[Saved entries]
┏━━
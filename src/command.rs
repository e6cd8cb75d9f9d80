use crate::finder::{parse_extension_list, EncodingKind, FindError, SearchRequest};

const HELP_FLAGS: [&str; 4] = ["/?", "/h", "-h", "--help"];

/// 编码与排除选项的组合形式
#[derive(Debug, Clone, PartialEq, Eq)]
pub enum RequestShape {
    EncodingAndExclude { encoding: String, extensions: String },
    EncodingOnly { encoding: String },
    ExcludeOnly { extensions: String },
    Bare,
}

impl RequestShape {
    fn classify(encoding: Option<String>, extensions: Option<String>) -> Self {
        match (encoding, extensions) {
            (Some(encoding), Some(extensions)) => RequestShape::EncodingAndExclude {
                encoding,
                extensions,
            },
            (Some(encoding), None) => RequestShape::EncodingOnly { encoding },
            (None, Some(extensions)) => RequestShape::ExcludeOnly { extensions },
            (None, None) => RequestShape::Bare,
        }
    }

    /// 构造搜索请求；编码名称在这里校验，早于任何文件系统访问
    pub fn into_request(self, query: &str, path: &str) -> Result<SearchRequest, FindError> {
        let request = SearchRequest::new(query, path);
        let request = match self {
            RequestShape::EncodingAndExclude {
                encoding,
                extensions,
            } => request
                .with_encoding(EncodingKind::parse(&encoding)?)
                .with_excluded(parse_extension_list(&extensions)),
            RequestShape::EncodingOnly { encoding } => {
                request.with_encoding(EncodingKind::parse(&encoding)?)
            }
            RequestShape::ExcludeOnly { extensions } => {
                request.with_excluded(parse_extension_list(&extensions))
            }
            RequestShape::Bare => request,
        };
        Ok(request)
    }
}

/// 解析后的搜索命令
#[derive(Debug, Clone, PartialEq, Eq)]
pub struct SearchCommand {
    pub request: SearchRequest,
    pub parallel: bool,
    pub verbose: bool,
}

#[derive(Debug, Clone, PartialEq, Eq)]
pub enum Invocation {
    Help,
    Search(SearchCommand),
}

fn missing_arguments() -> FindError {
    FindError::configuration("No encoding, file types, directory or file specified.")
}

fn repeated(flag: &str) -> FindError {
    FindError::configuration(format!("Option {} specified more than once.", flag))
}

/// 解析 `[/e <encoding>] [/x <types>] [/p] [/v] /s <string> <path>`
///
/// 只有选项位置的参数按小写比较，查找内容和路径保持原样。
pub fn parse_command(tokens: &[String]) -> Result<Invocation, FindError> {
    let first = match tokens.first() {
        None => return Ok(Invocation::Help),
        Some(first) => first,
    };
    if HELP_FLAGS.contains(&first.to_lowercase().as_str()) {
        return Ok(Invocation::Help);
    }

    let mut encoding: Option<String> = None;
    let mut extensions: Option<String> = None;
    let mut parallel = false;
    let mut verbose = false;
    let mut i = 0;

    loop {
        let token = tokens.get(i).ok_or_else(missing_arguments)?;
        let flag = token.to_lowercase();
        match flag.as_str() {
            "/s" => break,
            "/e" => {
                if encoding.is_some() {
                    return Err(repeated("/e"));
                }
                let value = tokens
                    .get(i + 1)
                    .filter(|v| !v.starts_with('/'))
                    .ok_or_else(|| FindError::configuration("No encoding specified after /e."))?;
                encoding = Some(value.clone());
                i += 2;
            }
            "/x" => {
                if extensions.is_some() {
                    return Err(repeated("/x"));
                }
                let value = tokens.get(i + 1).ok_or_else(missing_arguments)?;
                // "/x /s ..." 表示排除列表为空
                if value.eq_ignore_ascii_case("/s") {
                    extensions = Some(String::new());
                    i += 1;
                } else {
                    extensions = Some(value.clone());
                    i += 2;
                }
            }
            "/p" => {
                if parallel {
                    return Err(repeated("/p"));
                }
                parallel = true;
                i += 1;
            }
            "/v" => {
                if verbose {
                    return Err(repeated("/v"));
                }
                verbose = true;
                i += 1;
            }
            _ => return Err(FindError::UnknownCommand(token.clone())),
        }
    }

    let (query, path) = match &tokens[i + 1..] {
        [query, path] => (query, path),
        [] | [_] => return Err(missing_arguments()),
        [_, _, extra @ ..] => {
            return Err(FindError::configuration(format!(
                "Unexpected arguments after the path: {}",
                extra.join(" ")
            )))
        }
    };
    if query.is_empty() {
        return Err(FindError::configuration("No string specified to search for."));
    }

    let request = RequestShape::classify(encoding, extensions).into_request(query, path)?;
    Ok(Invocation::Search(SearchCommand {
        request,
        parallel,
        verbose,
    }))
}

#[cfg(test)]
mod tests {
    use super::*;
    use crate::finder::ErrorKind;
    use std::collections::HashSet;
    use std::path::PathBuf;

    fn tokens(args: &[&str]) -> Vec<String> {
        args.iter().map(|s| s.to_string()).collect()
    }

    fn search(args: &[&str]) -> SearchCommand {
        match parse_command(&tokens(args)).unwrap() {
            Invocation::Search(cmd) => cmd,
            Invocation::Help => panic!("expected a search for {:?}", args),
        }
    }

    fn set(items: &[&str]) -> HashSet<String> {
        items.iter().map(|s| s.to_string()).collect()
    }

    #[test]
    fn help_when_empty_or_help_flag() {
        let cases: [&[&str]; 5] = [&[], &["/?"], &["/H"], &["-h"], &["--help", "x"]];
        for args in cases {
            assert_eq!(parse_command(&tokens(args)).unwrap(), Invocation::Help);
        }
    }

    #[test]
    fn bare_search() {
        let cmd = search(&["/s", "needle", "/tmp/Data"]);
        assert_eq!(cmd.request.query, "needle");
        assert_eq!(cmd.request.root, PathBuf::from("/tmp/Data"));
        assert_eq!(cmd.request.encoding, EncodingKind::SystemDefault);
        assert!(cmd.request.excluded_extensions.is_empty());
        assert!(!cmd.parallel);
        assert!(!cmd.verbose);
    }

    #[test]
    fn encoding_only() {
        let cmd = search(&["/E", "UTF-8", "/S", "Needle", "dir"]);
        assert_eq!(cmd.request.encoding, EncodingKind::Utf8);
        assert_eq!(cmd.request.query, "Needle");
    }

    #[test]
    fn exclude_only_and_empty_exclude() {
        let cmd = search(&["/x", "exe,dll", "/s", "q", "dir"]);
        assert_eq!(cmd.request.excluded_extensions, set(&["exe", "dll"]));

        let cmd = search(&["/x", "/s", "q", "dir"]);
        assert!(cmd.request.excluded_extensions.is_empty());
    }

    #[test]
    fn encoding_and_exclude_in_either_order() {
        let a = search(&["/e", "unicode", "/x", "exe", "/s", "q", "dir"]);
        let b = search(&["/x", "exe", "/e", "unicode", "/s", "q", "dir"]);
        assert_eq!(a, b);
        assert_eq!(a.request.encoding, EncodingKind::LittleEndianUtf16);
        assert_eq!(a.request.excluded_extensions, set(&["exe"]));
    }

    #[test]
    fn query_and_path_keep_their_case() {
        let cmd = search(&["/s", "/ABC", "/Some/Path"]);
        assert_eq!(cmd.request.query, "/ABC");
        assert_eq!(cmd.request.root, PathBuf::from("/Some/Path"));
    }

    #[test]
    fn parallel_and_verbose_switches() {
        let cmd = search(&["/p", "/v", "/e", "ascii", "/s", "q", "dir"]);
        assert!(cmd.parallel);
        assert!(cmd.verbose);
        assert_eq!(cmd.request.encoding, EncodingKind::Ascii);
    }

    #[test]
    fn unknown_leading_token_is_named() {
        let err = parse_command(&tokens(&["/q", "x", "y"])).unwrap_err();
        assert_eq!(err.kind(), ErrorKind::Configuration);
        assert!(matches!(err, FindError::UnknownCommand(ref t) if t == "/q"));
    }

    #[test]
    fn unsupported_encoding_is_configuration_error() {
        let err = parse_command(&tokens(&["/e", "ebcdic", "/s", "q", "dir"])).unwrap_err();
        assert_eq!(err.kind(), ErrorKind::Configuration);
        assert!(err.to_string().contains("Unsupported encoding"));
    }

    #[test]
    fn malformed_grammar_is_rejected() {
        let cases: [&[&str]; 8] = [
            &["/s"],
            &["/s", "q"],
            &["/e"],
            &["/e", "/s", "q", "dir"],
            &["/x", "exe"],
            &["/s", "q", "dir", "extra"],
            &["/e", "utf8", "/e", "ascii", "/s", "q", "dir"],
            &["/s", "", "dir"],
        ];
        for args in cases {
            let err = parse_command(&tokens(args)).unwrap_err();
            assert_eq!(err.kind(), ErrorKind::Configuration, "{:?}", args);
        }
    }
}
┗━━
* Directions for this task
Copy every line of the data that carries the word "UnknownCommand".

* Answer to this problem
            _ => return Err(FindError::UnknownCommand(token.clone())),
        assert!(matches!(err, FindError::UnknownCommand(ref t) if t == "/q"));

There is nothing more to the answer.